Sendmail: How does one blacklist annoying spammers?

[Tim]

On Fri, 2010-06-25 at 14:54 -0700, JD wrote:
> I wonder how Google does it. only .01% of my google email is spam.
> The spam folder contains tons of spam, and it is automatically purged
> by google.

When you're a large mail host you have one big advantage in spam
killing:  You will receive tons of identical messages, many addressed to
bogus users, or honeypot addresses (addresses that you leak out,
somehow, that aren't for real mail use).  When you receive large numbers
of identical messages, especially to non-real addresses, you know that
they're spam, and you can mark every single one of them as being spam
with 100% confidence.  You don't need to check for false positives, as
no real mail will be sent to such addresses.  Whereas it is possible for
lots of users to receive identical mail, if you have lots of people
subscribed to some popular lists.

I've done that (honeypotting) in the past, and it's a reliable
technique.  Unlike many other anti-spam techniques which falsely
identify so many real messages as being spam that they make using them a
waste of time (if you're having to keep on checking your spam box,
manually, there's no point in running anti-spam software).  Not to
mention the problems caused when users have no idea that they must check
for false detections, and simply never see some of their mail.

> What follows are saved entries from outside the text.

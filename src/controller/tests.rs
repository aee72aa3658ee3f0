use std::cell::RefCell;
use std::io;
use std::path::{Path, PathBuf};
use std::rc::Rc;
use std::time::{Duration, Instant};

use super::*;
use crate::audio::{Artwork, AudioError, LoadedTrack, MediaBackend, SongInfo};
use crate::catalog::{Playlist, Track};

#[derive(Debug, Default)]
struct FakeState {
    loads: Vec<PathBuf>,
    broken: Vec<PathBuf>,
    playing: bool,
    position: Duration,
    finished: bool,
    seeks: Vec<Duration>,
    fail_seek: bool,
    shutdown: Option<Duration>,
    artwork: Option<Artwork>,
}

#[derive(Clone, Default)]
struct FakeBackend(Rc<RefCell<FakeState>>);

impl MediaBackend for FakeBackend {
    fn load(&mut self, path: &Path) -> Result<LoadedTrack, AudioError> {
        let mut s = self.0.borrow_mut();
        s.loads.push(path.to_path_buf());
        s.playing = false;
        s.position = Duration::ZERO;
        s.finished = false;
        if s.broken.iter().any(|p| p == path) {
            return Err(AudioError::Open {
                path: path.to_path_buf(),
                source: io::Error::new(io::ErrorKind::NotFound, "missing"),
            });
        }
        let title = path.file_stem().unwrap().to_string_lossy().to_string();
        Ok(LoadedTrack {
            duration: Duration::from_secs(180),
            info: SongInfo {
                title,
                artist: "Fake Artist".to_string(),
                artwork: s.artwork.clone(),
            },
        })
    }

    fn play(&mut self) {
        self.0.borrow_mut().playing = true;
    }

    fn pause(&mut self) {
        self.0.borrow_mut().playing = false;
    }

    fn seek(&mut self, to: Duration) -> Result<(), AudioError> {
        let mut s = self.0.borrow_mut();
        if s.fail_seek {
            return Err(AudioError::NotLoaded);
        }
        s.seeks.push(to);
        s.position = to;
        Ok(())
    }

    fn position(&self) -> Duration {
        self.0.borrow().position
    }

    fn is_finished(&self) -> bool {
        self.0.borrow().finished
    }

    fn shutdown(&mut self, fade_out: Duration) {
        let mut s = self.0.borrow_mut();
        s.playing = false;
        s.shutdown = Some(fade_out);
    }
}

#[derive(Clone, Default)]
struct Recorder(Rc<RefCell<Vec<NowPlayingInfo>>>);

impl NowPlaying for Recorder {
    fn publish(&self, info: &NowPlayingInfo) {
        self.0.borrow_mut().push(info.clone());
    }
}

impl Recorder {
    fn last(&self) -> NowPlayingInfo {
        self.0.borrow().last().cloned().expect("nothing published")
    }
}

fn options() -> ControllerOptions {
    ControllerOptions {
        autoplay: false,
        resume_on_track_change: true,
        auto_advance: true,
        tick_interval: Duration::from_secs(1),
        quit_fade_out: Duration::from_millis(250),
        artwork_dir: None,
    }
}

fn playlist() -> Playlist {
    let tracks = ["Insomnia", "Sixteen", "perfecta"]
        .iter()
        .map(|id| Track {
            id: id.to_string(),
            path: PathBuf::from(format!("/bundle/{id}.mp3")),
        })
        .collect();
    Playlist::new(tracks).unwrap()
}

fn setup(
    opts: ControllerOptions,
) -> (
    Controller<FakeBackend, Recorder>,
    FakeBackend,
    Recorder,
    Instant,
) {
    let backend = FakeBackend::default();
    let recorder = Recorder::default();
    let mut c = Controller::new(
        App::new(playlist()),
        backend.clone(),
        recorder.clone(),
        opts,
    );
    let now = Instant::now();
    c.start(now);
    (c, backend, recorder, now)
}

fn secs(s: u64) -> Duration {
    Duration::from_secs(s)
}

#[test]
fn start_loads_first_track_paused_and_publishes() {
    let (c, backend, recorder, _) = setup(options());

    assert_eq!(backend.0.borrow().loads, vec![PathBuf::from("/bundle/Insomnia.mp3")]);
    assert!(!backend.0.borrow().playing);
    assert!(c.app().is_loaded());
    assert_eq!(c.app().duration_label(), "3:00");

    let info = recorder.last();
    assert_eq!(info.index, 0);
    assert_eq!(info.title, "Insomnia");
    assert_eq!(info.artist, "Fake Artist");
    assert_eq!(info.length, secs(180));
    assert!(!info.playing);
}

#[test]
fn autoplay_starts_playback_on_start() {
    let (c, backend, _, _) = setup(ControllerOptions {
        autoplay: true,
        ..options()
    });
    assert!(c.app().is_playing());
    assert!(backend.0.borrow().playing);
}

#[test]
fn play_pause_drives_backend_and_clock() {
    let (mut c, backend, recorder, now) = setup(options());

    assert!(!c.handle(ControlCmd::PlayPause, now));
    assert!(backend.0.borrow().playing);
    assert!(recorder.last().playing);
    assert_eq!(c.poll_timeout(now, Duration::from_millis(50)), Duration::from_millis(50));
    assert_eq!(c.poll_timeout(now, secs(5)), secs(1));

    backend.0.borrow_mut().position = Duration::from_millis(1200);
    c.on_tick(now + secs(1));
    assert_eq!(c.app().elapsed(), Duration::from_millis(1200));
    assert_eq!(c.app().elapsed_label(), "0:01");
    assert_eq!(recorder.last().elapsed, Duration::from_millis(1200));

    c.handle(ControlCmd::PlayPause, now + secs(1));
    assert!(!backend.0.borrow().playing);
    assert!(!recorder.last().playing);

    // Clock stopped: no further elapsed updates.
    backend.0.borrow_mut().position = secs(9);
    c.on_tick(now + secs(5));
    assert_eq!(c.app().elapsed(), Duration::from_millis(1200));
    assert_eq!(c.poll_timeout(now, secs(5)), secs(5));
}

#[test]
fn remote_play_and_pause_are_idempotent() {
    let (mut c, _, recorder, now) = setup(options());

    c.handle(ControlCmd::Pause, now);
    let published = recorder.0.borrow().len();
    c.handle(ControlCmd::Pause, now);
    assert_eq!(recorder.0.borrow().len(), published);

    c.handle(ControlCmd::Play, now);
    c.handle(ControlCmd::Play, now);
    assert!(c.app().is_playing());
    assert_eq!(recorder.0.borrow().len(), published + 1);
}

#[test]
fn next_while_playing_resets_then_resumes_new_track() {
    let (mut c, backend, recorder, now) = setup(options());
    c.handle(ControlCmd::Play, now);
    backend.0.borrow_mut().position = secs(40);
    c.on_tick(now + secs(1));
    assert_eq!(c.app().elapsed(), secs(40));

    c.handle(ControlCmd::Next, now + secs(2));

    assert_eq!(c.app().index(), 1);
    assert_eq!(c.app().elapsed(), Duration::ZERO);
    assert!(c.app().is_playing());
    assert!(backend.0.borrow().playing);
    assert_eq!(
        backend.0.borrow().loads.last(),
        Some(&PathBuf::from("/bundle/Sixteen.mp3"))
    );
    let info = recorder.last();
    assert_eq!(info.title, "Sixteen");
    assert_eq!(info.elapsed, Duration::ZERO);
}

#[test]
fn next_while_paused_stays_paused() {
    let (mut c, backend, _, now) = setup(options());
    c.handle(ControlCmd::Next, now);
    assert_eq!(c.app().index(), 1);
    assert!(!c.app().is_playing());
    assert!(!backend.0.borrow().playing);
}

#[test]
fn resume_can_be_disabled() {
    let (mut c, _, _, now) = setup(ControllerOptions {
        resume_on_track_change: false,
        ..options()
    });
    c.handle(ControlCmd::Play, now);
    c.handle(ControlCmd::Next, now);
    assert!(!c.app().is_playing());
}

#[test]
fn next_wraps_and_prev_clamps() {
    let (mut c, _, _, now) = setup(options());
    c.handle(ControlCmd::Next, now);
    c.handle(ControlCmd::Next, now);
    c.handle(ControlCmd::Next, now);
    assert_eq!(c.app().index(), 0);

    c.handle(ControlCmd::Prev, now);
    assert_eq!(c.app().index(), 0);
}

#[test]
fn prev_on_first_track_reloads_it_from_zero() {
    let (mut c, backend, _, now) = setup(options());
    c.handle(ControlCmd::SeekTo(secs(30)), now);
    assert_eq!(c.app().elapsed(), secs(30));

    c.handle(ControlCmd::Prev, now);
    assert_eq!(c.app().elapsed(), Duration::ZERO);
    assert_eq!(backend.0.borrow().loads.len(), 2);
}

#[test]
fn failed_load_leaves_not_playing_with_placeholders() {
    let (mut c, backend, recorder, now) = setup(options());
    backend
        .0
        .borrow_mut()
        .broken
        .push(PathBuf::from("/bundle/Sixteen.mp3"));

    c.handle(ControlCmd::Play, now);
    c.handle(ControlCmd::Next, now);

    assert_eq!(c.app().index(), 1);
    assert!(!c.app().is_playing());
    assert!(!c.app().is_loaded());
    assert_eq!(c.app().elapsed(), Duration::ZERO);
    assert!(c.app().song().is_placeholder());
    assert!(!backend.0.borrow().playing);

    let info = recorder.last();
    assert!(!info.loaded);
    assert_eq!(info.title, crate::audio::PLACEHOLDER_TITLE);

    // Nothing to play: toggling is ignored.
    c.handle(ControlCmd::PlayPause, now);
    assert!(!c.app().is_playing());

    // Moving on recovers.
    c.handle(ControlCmd::Next, now);
    assert!(c.app().is_loaded());
    assert_eq!(c.app().index(), 2);
}

#[test]
fn seeks_clamp_to_track_bounds() {
    let (mut c, backend, _, now) = setup(options());

    c.handle(ControlCmd::SeekTo(secs(500)), now);
    assert_eq!(c.app().elapsed(), secs(180));

    c.handle(ControlCmd::SeekBackward(secs(5)), now);
    assert_eq!(c.app().elapsed(), secs(175));

    c.handle(ControlCmd::SeekTo(secs(2)), now);
    c.handle(ControlCmd::SeekBackward(secs(5)), now);
    assert_eq!(c.app().elapsed(), Duration::ZERO);

    c.handle(ControlCmd::SeekForward(secs(5)), now);
    assert_eq!(c.app().elapsed(), secs(5));

    c.handle(ControlCmd::SeekPercent(50), now);
    assert_eq!(c.app().elapsed(), secs(90));
    assert_eq!(c.app().elapsed_label(), "1:30");

    assert_eq!(
        backend.0.borrow().seeks,
        vec![secs(180), secs(175), secs(2), secs(0), secs(5), secs(90)]
    );
}

#[test]
fn failed_seek_keeps_elapsed() {
    let (mut c, backend, _, now) = setup(options());
    c.handle(ControlCmd::SeekTo(secs(20)), now);
    backend.0.borrow_mut().fail_seek = true;

    c.handle(ControlCmd::SeekTo(secs(60)), now);
    assert_eq!(c.app().elapsed(), secs(20));
}

#[test]
fn stop_pauses_and_rewinds_to_zero() {
    let (mut c, backend, _, now) = setup(options());
    c.handle(ControlCmd::Play, now);
    c.handle(ControlCmd::SeekTo(secs(45)), now);

    c.handle(ControlCmd::Stop, now);
    assert!(!c.app().is_playing());
    assert_eq!(c.app().elapsed(), Duration::ZERO);
    assert_eq!(backend.0.borrow().position, Duration::ZERO);
}

#[test]
fn finished_track_auto_advances() {
    let (mut c, backend, _, now) = setup(options());
    c.handle(ControlCmd::Play, now);
    backend.0.borrow_mut().finished = true;

    c.on_tick(now + secs(1));
    assert_eq!(c.app().index(), 1);
    assert!(c.app().is_playing());
    assert_eq!(c.app().elapsed(), Duration::ZERO);
}

#[test]
fn finished_track_is_reloaded_and_replayable_without_auto_advance() {
    let (mut c, backend, _, now) = setup(ControllerOptions {
        auto_advance: false,
        ..options()
    });
    c.handle(ControlCmd::Play, now);
    backend.0.borrow_mut().position = secs(180);
    backend.0.borrow_mut().finished = true;

    c.on_tick(now + secs(1));
    assert_eq!(c.app().index(), 0);
    assert!(!c.app().is_playing());
    assert!(c.app().is_loaded());
    assert_eq!(c.app().elapsed(), Duration::ZERO);
    assert_eq!(
        backend.0.borrow().loads,
        vec![
            PathBuf::from("/bundle/Insomnia.mp3"),
            PathBuf::from("/bundle/Insomnia.mp3")
        ]
    );
    assert!(!backend.0.borrow().finished);

    c.handle(ControlCmd::Play, now + secs(2));
    assert!(c.app().is_playing());
    assert!(backend.0.borrow().playing);

    // Still playing after the next tick: the fresh track isn't finished.
    backend.0.borrow_mut().position = secs(1);
    c.on_tick(now + secs(3));
    assert!(c.app().is_playing());
    assert_eq!(c.app().elapsed(), secs(1));
}

#[test]
fn quit_shuts_backend_down_with_fade() {
    let (mut c, backend, _, now) = setup(options());
    c.handle(ControlCmd::Play, now);
    assert!(c.handle(ControlCmd::Quit, now));
    assert_eq!(backend.0.borrow().shutdown, Some(Duration::from_millis(250)));
}

#[test]
fn embedded_artwork_is_written_for_art_url() {
    let dir = tempfile::tempdir().unwrap();
    let backend = FakeBackend::default();
    backend.0.borrow_mut().artwork = Some(Artwork {
        data: vec![0xFF, 0xD8, 0xFF, 0xE0, 1, 2, 3],
        kind: "jpg",
    });
    let recorder = Recorder::default();
    let mut c = Controller::new(
        App::new(playlist()),
        backend,
        recorder.clone(),
        ControllerOptions {
            artwork_dir: Some(dir.path().to_path_buf()),
            ..options()
        },
    );
    c.start(Instant::now());

    let expected = dir.path().join("cover-0.jpg");
    assert_eq!(
        recorder.last().art_url,
        Some(format!("file://{}", expected.display()))
    );
    assert_eq!(
        std::fs::read(expected).unwrap(),
        vec![0xFF, 0xD8, 0xFF, 0xE0, 1, 2, 3]
    );
}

This is harder to do on an individual level, because most of your spam
messages are different from each other.  So you're left with trying to
look for *similarities* to prior spam.  Though it is possible to make
use of other people's honeypotting data (the various anti-spam lists
that you've seen discussed in other messages in this thread).

-- 
[tim at localhost ~]$ uname -r
2.6.27.25-78.2.56.fc9.i686

Don't send private replies to my address, the mailbox is ignored.  I
read messages from the public lists.